A report by the BBC has found that NHS waits for cancer care, A&E and operations has worsened across the UK.
Despite Sheffield Teaching Hospitals scoring ‘good’ on their latest inspection, they didn’t reach the target of 95% of patients being cared for within four hours in A&E or 85% of cancer patients being treated within 62 days.
The research found that hospitals in Sheffield had an average of 89.9% of A&E patients being assessed within four hours of arrival and 75.1% of cancer patients being treated within the 62 day target.
Compared nationally, Sheffield was 0.1% higher for A&E and and 7.8% lower on cancer care.
The Teaching Hospitals scored higher than the target of 92% of patients being on a waiting list for less than 18 weeks for operations with a score of 95.7%, whereas nationally Sheffield was above by 6.3%.
Nationally England, Wales and Northern Ireland have not hit one of their three key targets for 18 months.
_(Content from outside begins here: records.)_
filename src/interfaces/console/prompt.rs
use crate::domain::employee::{EmployeeId, EmployeeName};
use crate::domain::ports::EmployeeStore;
use crate::error::{PayrollError, Result};
use rust_decimal::Decimal;
use std::io::{BufRead, Write};

/// Returns true if `input` is a non-empty string of decimal digits.
///
/// No sign and no decimal point: this is the lexical rule for fields entered
/// as whole numbers (ids, project counts, menu choices).
pub fn is_valid_number(input: &str) -> bool {
    !input.is_empty() && input.bytes().all(|b| b.is_ascii_digit())
}

/// Captures validated operator input from a console-like stream pair.
///
/// Each capture method loops until the operator supplies an acceptable
/// value, reprompting on every invalid answer. Generic over `BufRead` and
/// `Write` so tests can drive it with in-memory buffers.
pub struct Prompter<R, W> {
    input: R,
    output: W,
}

impl<R: BufRead, W: Write> Prompter<R, W> {
    pub fn new(input: R, output: W) -> Self {
        Self { input, output }
    }

    /// Direct access to the output stream, for text that is not a prompt
    /// (menu listing, report rendering).
    pub fn output(&mut self) -> &mut W {
        &mut self.output
    }

    /// Reads one trimmed line. A closed input stream is not operator error
    /// and surfaces as `InputClosed` instead of looping forever.
    fn read_line(&mut self) -> Result<String> {
        let mut line = String::new();
        if self.input.read_line(&mut line)? == 0 {
            return Err(PayrollError::InputClosed);
        }
        Ok(line.trim().to_string())
    }

    fn prompt(&mut self, text: &str) -> Result<()> {
        write!(self.output, "{text}")?;
        self.output.flush()?;
        Ok(())
    }

    /// Captures a menu selection in 1..=5.
    pub fn menu_choice(&mut self) -> Result<u32> {
        loop {
            self.prompt("Enter your choice: ")?;
            let line = self.read_line()?;
            if is_valid_number(&line)
                && let Ok(choice) = line.parse::<u32>()
                && (1..=5).contains(&choice)
            {
                return Ok(choice);
            }
            writeln!(
                self.output,
                "Invalid input! Please enter a number between 1 and 5."
            )?;
        }
    }

    /// Captures a positive id that is not already present in `store`.
    pub fn employee_id(&mut self, store: &dyn EmployeeStore) -> Result<EmployeeId> {
        self.prompt("Enter ID: ")?;
        loop {
            let line = self.read_line()?;
            if is_valid_number(&line)
                && let Ok(raw) = line.parse::<u32>()
                && let Ok(id) = EmployeeId::new(raw)
                && !store.contains(id)
            {
                return Ok(id);
            }
            self.prompt("Invalid or duplicate ID! Please enter a unique numeric ID: ")?;
        }
    }

    /// Captures an employee name (alphabetic characters and spaces only).
    pub fn name(&mut self) -> Result<EmployeeName> {
        self.prompt("Enter Name: ")?;
        loop {
            let line = self.read_line()?;
            match EmployeeName::new(line) {
                Ok(name) => return Ok(name),
                Err(_) => {
                    self.prompt("Invalid name! Please enter alphabetic characters only: ")?;
                }
            }
        }
    }

    /// Captures a strictly positive decimal amount (rates, hours).
    pub fn positive_amount(&mut self, label: &str) -> Result<Decimal> {
        self.prompt(label)?;
        loop {
            let line = self.read_line()?;
            if let Ok(value) = line.parse::<Decimal>()
                && value > Decimal::ZERO
            {
                return Ok(value);
            }
            self.prompt("Invalid input! Please enter a positive number: ")?;
        }
    }

    /// Captures a strictly positive whole number (project counts).
    pub fn positive_count(&mut self, label: &str) -> Result<u32> {
        self.prompt(label)?;
        loop {
            let line = self.read_line()?;
            if is_valid_number(&line)
                && let Ok(value) = line.parse::<u32>()
                && value > 0
            {
                return Ok(value);
            }
            self.prompt("Invalid input! Please enter a positive number: ")?;
        }
    }

    /// Captures a yes/no answer; returns true for `y`.
    pub fn confirm(&mut self, question: &str) -> Result<bool> {
        self.prompt(question)?;
        loop {
            let line = self.read_line()?;
            if line.eq_ignore_ascii_case("y") {
                return Ok(true);
            }
            if line.eq_ignore_ascii_case("n") {
                return Ok(false);
            }
            self.prompt("Invalid input! Please enter y or n: ")?;
        }
    }
}
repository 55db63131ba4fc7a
pub mod in_memory;
pub const PROCESS_MEM_RSS_SIZE: &str = "proxy_process_mem_rss_bytes";
pub const PROCESS_VIRTUAL_MEM_SIZE: &str = "proxy_process_mem_virtual_bytes";
pub const CPU_CORE_NUM: &str = "proxy_process_cpu_core_num";
pub const CPU_TOTAL: &str = "proxy_process_cpu_seconds_total";
pub const PROXY_MAX_CONN: &str = "proxy_max_connections";
pub const PROXY_CURR_CONN: &str = "proxy_curr_connections";
pub const PROXY_COM_LATENCY: &str = "proxy_com_latency";
pub const MXCORE_WORKER_SESSIONS: &str = "mxcore_worker_sessions";
pub const MXCORE_BACKEND_POOL_SIZE: &str = "mxcore_backend_pool_size";
pub const MXCORE_POOL_WAIT_SECONDS: &str = "mxcore_pool_wait_seconds";
pub const MXCORE_ROUTER_RETRIES_TOTAL: &str = "mxcore_router_retries_total";
pub const MXCORE_REPLAY_ATTEMPTS_TOTAL: &str = "mxcore_replay_attempts_total";
pub const MXCORE_SESSION_COMMAND_REPLICATIONS_TOTAL: &str =
    "mxcore_session_command_replications_total";

#[macro_export]
macro_rules! metrics_const {
    ($({$metric_name:ident, $init_fn:ident, $metric_type:expr, $name:expr, $desc:expr}),*) => {
        use metrics::KeyName;
        use std::sync::OnceLock;
        use $crate::metrics::MetricType;

        #[derive(Debug, Clone)]
        pub enum MetricsConsts {
           $($metric_name(&'static str, &'static str, KeyName, MetricType),)*
        }

        pub fn list_all_metrics() -> &'static Vec<MetricsConsts> {
           static ALL_METRICS: OnceLock<Vec<MetricsConsts>> = OnceLock::new();
           ALL_METRICS.get_or_init(|| {
              vec![$(MetricsConsts::$metric_name($name, $desc, KeyName::from_const_str($name), $metric_type),)*]
           })
        }

        impl MetricsConsts {
            $(
            #[inline]
            pub fn $init_fn() -> Self {
                MetricsConsts::$metric_name($name, $desc, KeyName::from_const_str($name), $metric_type)
            })*

            pub fn get_name(&self) -> String {
                let (name, _,_,_) = self.get_metrics_pair();
                name.to_string()
            }

            pub fn get_metrics_pair(&self) -> (&'static str, &'static str, &KeyName, &MetricType){
                match self {
                    $(
                    MetricsConsts::$metric_name(name, desc, key_name, metrics_type) => (name, desc, key_name, metrics_type),
                    )*
                }
            }
        }
    };
}

metrics_const!(
    { ProcessRssMemSize, rss_mem_size, MetricType::Gauge, PROCESS_MEM_RSS_SIZE, "Process resident memory size in bytes"},
    { ProcessVirtralMemSize, virtual_mem_size,MetricType::Gauge, PROCESS_VIRTUAL_MEM_SIZE, "Process virtual memory size in bytes"},
    { CpuCoreNum, cpu_core_num, MetricType::Gauge, CPU_CORE_NUM, "cpu core num."},
    { CpuTotal, cpu_total, MetricType::Gauge, CPU_TOTAL, "total user and system cpu time spend in seconds."},
    { ProxyMaxConnections, max_connections, MetricType::Gauge, PROXY_MAX_CONN, "The max number of connections allowed by the Proxy."},
    { ProxyCurrentConnections, current_connections, MetricType::Gauge, PROXY_CURR_CONN, "The current connection count by the Proxy."},
    { ProxyComLatency, com_latncy, MetricType::Histogram, PROXY_COM_LATENCY, "Latency of command execution."},
    { MxcoreWorkerSessions, worker_sessions, MetricType::Gauge, MXCORE_WORKER_SESSIONS, "Sessions currently owned by a worker."},
    { MxcoreBackendPoolSize, backend_pool_size, MetricType::Gauge, MXCORE_BACKEND_POOL_SIZE, "Pooled connections held open for a backend."},
    { MxcorePoolWaitSeconds, pool_wait_seconds, MetricType::Histogram, MXCORE_POOL_WAIT_SECONDS, "Time spent waiting to acquire a pooled backend connection."},
    { MxcoreRouterRetriesTotal, router_retries_total, MetricType::Counter, MXCORE_ROUTER_RETRIES_TOTAL, "Routing decisions retried after a candidate backend was rejected."},
    { MxcoreReplayAttemptsTotal, replay_attempts_total, MetricType::Counter, MXCORE_REPLAY_ATTEMPTS_TOTAL, "Transaction replay attempts after a backend was lost mid-transaction."},
    { MxcoreSessionCommandReplicationsTotal, session_command_replications_total, MetricType::Counter, MXCORE_SESSION_COMMAND_REPLICATIONS_TOTAL, "Session commands replayed onto a newly acquired backend connection."}
);
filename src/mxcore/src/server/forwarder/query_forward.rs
use crate::parse_err_packet;
use crate::protocol::mysql::basic::{eof_server_status, ok_packet, HandshakeResponse};
use crate::protocol::mysql::constants::CommandCode;
use crate::protocol::mysql::packet::packet_reader::PacketReader;
use crate::protocol::mysql::packet::packet_writer::PacketWriter;
use crate::protocol::mysql::packet::Packet;
use crate::server::forwarder::ComForwarder;

use async_trait::async_trait;
use byteorder::ByteOrder;
use mysql_common::constants::{CapabilityFlags, StatusFlags};
use std::io::Write;
use tokio::io::{AsyncRead, AsyncWrite};
use tokio::net::tcp::{OwnedReadHalf, OwnedWriteHalf};

pub struct QueryForwarder {
    pub com_code: CommandCode,
}

impl QueryForwarder {
    async fn forward_query<W>(
        &self,
        handshake: &HandshakeResponse,
        backend_reader: &mut PacketReader<OwnedReadHalf>,
        client_writer: &mut PacketWriter<W>,
    ) -> Result<(), std::io::Error>
    where
        W: AsyncWrite + Send + Unpin,
    {
        let capabilities = handshake.client_flag;
        loop {
            let response_packet = self
                .forward_one_packet(client_writer, backend_reader, false)
                .await?;
            let status_flag = if response_packet.is_ok_packet() {
                client_writer.flush_all().await?;
                let (_, ok_pkt) = ok_packet(&response_packet, capabilities).unwrap();
                ok_pkt.status_flags
            } else if response_packet.is_err_packet() {
                parse_err_packet!(capabilities, response_packet, "forward_query ERR");
                client_writer.flush_all().await?;
                return Ok(());
            } else if response_packet.is_local_in_file_packet() {
                //TODO: supported it
                unimplemented!("not supported LocalInFileHeader");
            } else {
                self.forward_result(handshake, backend_reader, client_writer)
                    .await?
            };
            if !status_flag.contains(StatusFlags::SERVER_MORE_RESULTS_EXISTS) {
                break;
            }
        }
        Ok(())
    }

    async fn forward_result<W>(
        &self,
        handshake: &HandshakeResponse,
        backend_reader: &mut PacketReader<OwnedReadHalf>,
        client_writer: &mut PacketWriter<W>,
    ) -> Result<StatusFlags, std::io::Error>
    where
        W: AsyncWrite + Send + Unpin,
    {
        let client_capability = handshake.client_flag;
        let client_deprecate_eof =
            client_capability.contains(CapabilityFlags::CLIENT_DEPRECATE_EOF);
        if !client_deprecate_eof {
            let resp_packet = loop {
                let response_packet = self
                    .forward_one_packet(client_writer, backend_reader, false)
                    .await?;
                if response_packet.is_eof_packet() {
                    break response_packet;
                }
            };
            let status_code = byteorder::LittleEndian::read_u16(&resp_packet[3..]);
            if let Some(status_flags) = StatusFlags::from_bits(status_code) {
                if status_flags.contains(StatusFlags::SERVER_STATUS_CURSOR_EXISTS) {
                    client_writer.flush_all().await?;
                    return Ok(status_flags);
                }
            }
        }
        self.forward_until_result_end(handshake, backend_reader, client_writer)
            .await
    }

    async fn forward_until_result_end<W>(
        &self,
        handshake: &HandshakeResponse,
        backend_reader: &mut PacketReader<OwnedReadHalf>,
        client_writer: &mut PacketWriter<W>,
    ) -> Result<StatusFlags, std::io::Error>
    where
        W: AsyncWrite + Send + Unpin,
    {
        let client_capability = handshake.client_flag;
        let client_deprecate_eof =
            client_capability.contains(CapabilityFlags::CLIENT_DEPRECATE_EOF);
        loop {
            let response_packet = self
                .forward_one_packet(client_writer, backend_reader, false)
                .await?;

            if response_packet.is_err_packet() {
                parse_err_packet!(
                    client_capability,
                    response_packet,
                    "ComQuery forward_until_result_end ERR"
                );
                client_writer.flush_all().await?;
                break;
            }
            if !client_deprecate_eof {
                if response_packet.is_eof_packet() {
                    client_writer.flush_all().await?;
                    let (_, status_flag) = eof_server_status(&response_packet).unwrap();
                    return Ok(status_flag);
                }
            } else if response_packet.is_result_set_eof_packet() {
                let (_, ok_pkt) = ok_packet(&response_packet, client_capability).unwrap();
                client_writer.flush_all().await?;
                return Ok(ok_pkt.status_flags);
            }
        }
        Ok(StatusFlags::default())
    }
}

/// Forwards exactly one logical backend reply to the client while folding
/// it into a checksum, for a statement executed inside an open transaction
/// whose result may need to be compared against a later replay attempt.
/// Relies on the proxy always negotiating `CLIENT_DEPRECATE_EOF`: a single
/// logical response is either one OK/ERR packet or a result set whose rows
/// are all followed by one OK-with-EOF-header packet, so this only ever
/// reads one reply per call. Statements that produce more than one result
/// set (`CLIENT_MULTI_STATEMENTS` batches) are not individually
/// checksummed; callers should only use this for single-statement
/// `COM_QUERY` payloads.
pub async fn forward_and_checksum<W>(
    backend_reader: &mut PacketReader<OwnedReadHalf>,
    client_writer: &mut PacketWriter<W>,
) -> Result<u128, std::io::Error>
where
    W: AsyncWrite + Send + Unpin,
{
    let mut acc = Vec::new();
    loop {
        let (seq, pkt) = crate::async_packet_read!(backend_reader);
        client_writer.set_seq(seq);
        client_writer.write_all(&pkt)?;
        client_writer.end_packet().await?;
        let terminal = pkt.is_err_packet() || pkt.is_ok_packet() || pkt.is_result_set_eof_packet();
        acc.extend_from_slice(&pkt);
        if terminal {
            client_writer.flush_all().await?;
            break;
        }
    }
    Ok(crate::replay::checksum(&acc))
}

#[async_trait]
impl<R, W> ComForwarder<R, W> for QueryForwarder
where
    R: AsyncRead + Send + Unpin,
    W: AsyncWrite + Send + Unpin,
{
    async fn forward(
        &self,
        _: &mut PacketReader<R>,
        client_writer: &mut PacketWriter<W>,
        _: &mut PacketWriter<OwnedWriteHalf>,
        backend_reader: &mut PacketReader<OwnedReadHalf>,
        handshake: &HandshakeResponse,
    ) -> Result<Option<Packet>, std::io::Error> {
        let query_rs = match self.com_code {
            CommandCode::ComQuery | CommandCode::ComStmtExecute | CommandCode::ComProcessInfo => {
                self.forward_query(handshake, backend_reader, client_writer)
                    .await
            }
            CommandCode::ComFieldList | CommandCode::ComStmtFetch => self
                .forward_until_result_end(handshake, backend_reader, client_writer)
                .await
                .map(|_| ()),
            _ => {
                unreachable!("not supported com_code = {:?}", self.com_code);
            }
        };
        match query_rs {
            Ok(()) => Ok(None),
            Err(e) => Err(e),
        }
    }
}
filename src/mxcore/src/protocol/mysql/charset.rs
//! MySQL/MariaDB collation id table.
//!
//! Only the subset of collations actually exercised by the handshake and
//! the server's initial-handshake packet is listed; unknown collation ids
//! fall back to [`DEFAULT_COLLATION_ID`].

use hashbrown::HashMap;
use std::sync::OnceLock;

/// `utf8_general_ci`, the collation MariaDB servers advertise by default in
/// the initial handshake packet.
pub const DEFAULT_COLLATION_ID: u8 = 33;

/// `utf8mb4_general_ci`, used when re-handshaking a connection via
/// `COM_CHANGE_USER` with the modern default character set.
pub const UTF8_MB4_GENERAL_CI: u8 = 45;

pub fn collation_names() -> &'static HashMap<&'static str, u8> {
    static NAMES: OnceLock<HashMap<&'static str, u8>> = OnceLock::new();
    NAMES.get_or_init(|| {
        let mut m = HashMap::new();
        m.insert("big5_chinese_ci", 1);
        m.insert("latin1_swedish_ci", 8);
        m.insert("ascii_general_ci", 11);
        m.insert("utf8_general_ci", 33);
        m.insert("binary", 63);
        m.insert("utf8mb4_general_ci", 45);
        m.insert("utf8mb4_unicode_ci", 224);
        m.insert("utf8mb4_0900_ai_ci", 255);
        m
    })
}

pub fn collation_name_for_id(id: u8) -> Option<&'static str> {
    collation_names()
        .iter()
        .find(|(_, &v)| v == id)
        .map(|(&k, _)| k)
}

#[cfg(test)]
mod tests {
    use super::*;

    #[test]
    fn default_collation_round_trips() {
        assert_eq!(
            *collation_names().get("utf8_general_ci").unwrap(),
            DEFAULT_COLLATION_ID
        );
        assert_eq!(
            collation_name_for_id(DEFAULT_COLLATION_ID),
            Some("utf8_general_ci")
        );
    }
}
Only Scotland has had any success in the past 12 months, hitting its A&E target three times.
Speaking to the BBC, some hospital staff have described how shortages of doctors and nurses, a lack of money and inadequate room in A&E departments in particular was making it difficult, sometimes impossible, to see patients quickly enough.
The BBC has launched an online tracker where the public can see how their local hospitals are performing.